2025年2月4日(火)13:00~18:45

生活者と企業の新しいつながり コミュニティコマースの可能性を探る

リサーチよりも迅速に商品の磨き込みができる タマチャンショップがコミュニティ活性化・情報活用例を紹介

 サードパーティCookieの規制を背景に進行している、企業のファーストパーティデータ豊富化の受け皿として期待が集まる「コマース」と「コミュニティ」。どちらも、企業やブランド・商品に対する熱量が高い顧客が集うことが、共通点であり特長となっています。これらをより密接につなぎ、マーケティングに活用していこうというアクションが「コミュニティコマース」です。本連載ではコミュニティコマースの概念から、事例や可能性・未来を整理・分析しながらお伝えします。第3回は、既にコミュニティコマースを推進し、顧客と密度の濃いコミュニケーションを実現している「タマチャンショップ」にフォーカス。前後編にわたり、有限会社九南サービスの代表取締役兼キャプテン 田中耕太郎氏、社長補佐 佐々木義和氏に話を聞きました。 ※本記事は後編となります。

前編はこちら

いつも考えているのは、商品価値に見合う「価格の黄金比」

舟久保(リワイア) 本連載の第2回でも紹介していますが、事業を成長させるには「商品力×販売力×コミュニケーション力」という極めてシンプルな公式にのっとり、それぞれを高めていく必要があります。こうした3つの力を伸ばすために、タマチャンショップのコミュニティ「タマリバ」が行っていることをお聞きしたいです。
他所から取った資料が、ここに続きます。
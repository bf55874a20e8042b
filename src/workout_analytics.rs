//! Deterministic progress analytics over logged workout sessions
//!
//! Volume is the only load measure: sum of weight x reps over completed sets.
//! Everything here is pure; callers load sessions from the store first.

use chrono::{DateTime, Utc};
use serde::{Deserialize, Serialize};

use crate::models::{ExerciseLog, WorkoutSession};

/// ---------------------------------------------------------------------------
/// Volume
/// ---------------------------------------------------------------------------

/// Sum of weight x reps over completed sets
pub fn exercise_volume(log: &ExerciseLog) -> f64 {
  log
    .sets
    .iter()
    .filter(|s| s.completed)
    .map(|s| s.weight * s.reps as f64)
    .sum()
}

/// Total volume across every exercise in a session
pub fn session_volume(session: &WorkoutSession) -> f64 {
  session.exercises.iter().map(exercise_volume).sum()
}

/// Most recent session containing the exercise, or None when there is no history
pub fn latest_session_with<'a>(
  sessions: &'a [WorkoutSession],
  exercise_id: &str,
) -> Option<&'a WorkoutSession> {
  sessions
    .iter()
    .filter(|s| s.log_for(exercise_id).is_some())
    .max_by_key(|s| s.date)
}

/// ---------------------------------------------------------------------------
/// Progress
/// ---------------------------------------------------------------------------

#[derive(Debug, Clone, Copy, PartialEq, Serialize, Deserialize)]
#[serde(tag = "status", rename_all = "snake_case")]
pub enum Progress {
  /// Previous volume was zero; a percentage would be meaningless
  NoBaseline,
  Change { improvement_pct: f64 },
}

#[derive(Debug, Clone, Copy, PartialEq, Eq, Serialize, Deserialize)]
#[serde(rename_all = "snake_case")]
pub enum Trend {
  Up,
  Down,
  Neutral,
}

impl Trend {
  pub fn label(&self) -> &'static str {
    match self {
      Trend::Up => "up",
      Trend::Down => "down",
      Trend::Neutral => "same as last time",
    }
  }
}

impl std::fmt::Display for Trend {
  fn fmt(&self, f: &mut std::fmt::Formatter<'_>) -> std::fmt::Result {
    write!(f, "{}", self.label())
  }
}

/// Period-over-period change in volume
pub fn improvement_pct(previous: f64, current: f64) -> Progress {
  if previous > 0.0 {
    Progress::Change {
      improvement_pct: (current - previous) / previous * 100.0,
    }
  } else {
    Progress::NoBaseline
  }
}

impl Progress {
  pub fn trend(&self) -> Trend {
    match self {
      Progress::Change { improvement_pct } if *improvement_pct > 0.0 => Trend::Up,
      Progress::Change { improvement_pct } if *improvement_pct < 0.0 => Trend::Down,
      _ => Trend::Neutral,
    }
  }
}

/// ---------------------------------------------------------------------------
/// Time Series
/// ---------------------------------------------------------------------------

#[derive(Debug, Clone, PartialEq, Serialize, Deserialize)]
#[serde(rename_all = "camelCase")]
pub struct VolumePoint {
  pub session_id: String,
  pub date: DateTime<Utc>,
  pub volume: f64,
}

/// Per-exercise volume over time, oldest first.
///
/// Volumes are computed as the series is iterated; call `iter()` again to
/// start over. Surrounding whitespace in the exercise id is ignored.
#[derive(Debug, Clone)]
pub struct VolumeSeries<'a> {
  exercise_id: String,
  sessions: Vec<&'a WorkoutSession>,
}

impl<'a> VolumeSeries<'a> {
  pub fn new(sessions: &'a [WorkoutSession], exercise_id: &str) -> Self {
    let mut sessions: Vec<&WorkoutSession> = sessions.iter().collect();
    sessions.sort_by_key(|s| s.date);
    Self {
      exercise_id: exercise_id.trim().to_string(),
      sessions,
    }
  }

  pub fn exercise_id(&self) -> &str {
    &self.exercise_id
  }

  pub fn iter(&self) -> impl Iterator<Item = VolumePoint> + '_ {
    self.sessions.iter().filter_map(move |session| {
      session.log_for(&self.exercise_id).map(|log| VolumePoint {
        session_id: session.id.clone(),
        date: session.date,
        volume: exercise_volume(log),
      })
    })
  }
}

/// ---------------------------------------------------------------------------
/// Live Session Comparison
/// ---------------------------------------------------------------------------

#[derive(Debug, Clone, PartialEq, Serialize, Deserialize)]
#[serde(rename_all = "camelCase")]
pub struct ExerciseComparison {
  pub exercise_id: String,
  pub exercise_name: String,
  pub current_volume: f64,
  pub previous_volume: Option<f64>,
  pub previous_date: Option<DateTime<Utc>>,
  pub progress: Progress,
  pub trend: Trend,
}

/// Compare each exercise in a live session against its most recent earlier
/// session. The live session itself and anything dated after it are ignored.
pub fn compare_session(live: &WorkoutSession, history: &[WorkoutSession]) -> Vec<ExerciseComparison> {
  let prior: Vec<WorkoutSession> = history
    .iter()
    .filter(|s| s.id != live.id && s.date <= live.date)
    .cloned()
    .collect();

  live
    .exercises
    .iter()
    .map(|log| {
      let current_volume = exercise_volume(log);
      let previous = latest_session_with(&prior, &log.exercise_id);
      let previous_volume = previous
        .and_then(|s| s.log_for(&log.exercise_id))
        .map(exercise_volume);
      let progress = improvement_pct(previous_volume.unwrap_or(0.0), current_volume);

      ExerciseComparison {
        exercise_id: log.exercise_id.clone(),
        exercise_name: log.exercise_name.clone(),
        current_volume,
        previous_volume,
        previous_date: previous.map(|s| s.date),
        progress,
        trend: progress.trend(),
      }
    })
    .collect()
}

/// ---------------------------------------------------------------------------
/// Tests
/// ---------------------------------------------------------------------------

#[cfg(test)]
mod tests {
  use super::*;
  use crate::assert_approx_eq;
  use crate::test_utils::{mock_exercise_log, mock_session};

  #[test]
  fn test_volume_excludes_incomplete_sets() {
    let log = mock_exercise_log("squat", &[(100.0, 5, true), (100.0, 5, false)]);
    assert_approx_eq!(exercise_volume(&log), 500.0, 1e-9);
  }

  #[test]
  fn test_session_volume_sums_exercises() {
    let session = mock_session(
      "s1",
      0,
      vec![
        mock_exercise_log("squat", &[(100.0, 5, true)]),
        mock_exercise_log("bench-press", &[(60.0, 10, true), (60.0, 8, true)]),
      ],
    );
    assert_approx_eq!(session_volume(&session), 500.0 + 600.0 + 480.0, 1e-9);
  }

  #[test]
  fn test_improvement_pct() {
    assert_eq!(improvement_pct(1000.0, 1200.0), Progress::Change { improvement_pct: 20.0 });
    assert_eq!(improvement_pct(0.0, 1200.0), Progress::NoBaseline);
    assert_eq!(improvement_pct(1000.0, 1000.0).trend(), Trend::Neutral);
    assert_eq!(improvement_pct(1000.0, 900.0).trend(), Trend::Down);
    assert_eq!(Trend::Neutral.label(), "same as last time");
  }

  #[test]
  fn test_latest_session_with_picks_most_recent() {
    let sessions = vec![
      mock_session("old", 14, vec![mock_exercise_log("squat", &[(80.0, 5, true)])]),
      mock_session("recent", 2, vec![mock_exercise_log("squat", &[(90.0, 5, true)])]),
      mock_session("newest", 1, vec![mock_exercise_log("deadlift", &[(120.0, 5, true)])]),
    ];

    let latest = latest_session_with(&sessions, "squat").unwrap();
    assert_eq!(latest.id, "recent");
    assert!(latest_session_with(&sessions, "row").is_none());
    assert!(latest_session_with(&[], "squat").is_none());
  }

  #[test]
  fn test_volume_series_is_ordered_and_skips_missing() {
    let sessions = vec![
      mock_session("c", 1, vec![mock_exercise_log("squat", &[(100.0, 5, true)])]),
      mock_session("a", 10, vec![mock_exercise_log("squat", &[(80.0, 5, true)])]),
      mock_session("b", 5, vec![mock_exercise_log("bench-press", &[(60.0, 5, true)])]),
    ];

    let series = VolumeSeries::new(&sessions, "squat");
    let points: Vec<VolumePoint> = series.iter().collect();

    assert_eq!(points.len(), 2);
    assert_eq!(points[0].session_id, "a");
    assert_eq!(points[1].session_id, "c");
    assert!(points[0].date < points[1].date);
    assert_approx_eq!(points[1].volume, 500.0, 1e-9);
  }

  #[test]
  fn test_volume_series_restarts() {
    let sessions = vec![
      mock_session("a", 3, vec![mock_exercise_log("squat", &[(80.0, 5, true)])]),
      mock_session("b", 1, vec![mock_exercise_log("squat", &[(85.0, 5, true)])]),
    ];
    let series = VolumeSeries::new(&sessions, "squat");

    let first_pass: Vec<VolumePoint> = series.iter().take(1).collect();
    let second_pass: Vec<VolumePoint> = series.iter().collect();

    assert_eq!(first_pass.len(), 1);
    assert_eq!(second_pass.len(), 2);
    assert_eq!(first_pass[0], second_pass[0]);
  }

  #[test]
  fn test_compare_session_against_history() {
    let history = vec![
      mock_session("old", 7, vec![mock_exercise_log("squat", &[(100.0, 10, true)])]),
      mock_session("later", -1, vec![mock_exercise_log("squat", &[(200.0, 10, true)])]),
    ];
    let live = mock_session(
      "live",
      0,
      vec![
        mock_exercise_log("squat", &[(120.0, 10, true)]),
        mock_exercise_log("lunge", &[(20.0, 10, true)]),
      ],
    );

    let comparison = compare_session(&live, &history);

    assert_eq!(comparison.len(), 2);
    let squat = &comparison[0];
    assert_eq!(squat.previous_volume, Some(1000.0));
    assert_eq!(squat.progress, Progress::Change { improvement_pct: 20.0 });
    assert_eq!(squat.trend, Trend::Up);

    let lunge = &comparison[1];
    assert_eq!(lunge.previous_volume, None);
    assert_eq!(lunge.previous_date, None);
    assert_eq!(lunge.progress, Progress::NoBaseline);
    assert_eq!(lunge.trend, Trend::Neutral);
  }

  #[test]
  fn test_compare_session_ignores_itself() {
    let live = mock_session("s1", 0, vec![mock_exercise_log("squat", &[(100.0, 5, true)])]);
    let history = vec![live.clone()];

    let comparison = compare_session(&live, &history);
    assert_eq!(comparison[0].progress, Progress::NoBaseline);
  }
}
田中(九南サービス) 「商品力」については、お客様が考える「商品に対する価値」と見合う「価格の黄金比」をいつも考えながら開発しています。

 日本はモノの品質がやはり高いです。ただし、それを極めつつも適正価格で販売する文化を築かなければならないと私は考えています。そこに必要なのが、お客様の声を商品づくりに生かすことと、価値を伝えるためにお客様と継続的なコミュニケーションを取ることです。

 たとえば、タマチャンショップで「キノコッチ」という商品を販売していますが、この商品は諸事情により発売初期の品質に至らない点がありました。そこでリリース後、タマリバのお客様に意見を募り、新たな味を開発してリニューアルすることにしたのです。そして磨き込みをした結果、リニューアル後の売上は60%、商品評価は20%向上しました。

 私自身、以前リサーチ会社での勤務経験がありますが、課題にぶつかった際にこうしてお客様の声を聞き、反映できる環境はなかなか容易に築けるものではありません。外部にリサーチを委託していたらできない、コミュニティコマースならではの大きなベネフィットだと実感しています。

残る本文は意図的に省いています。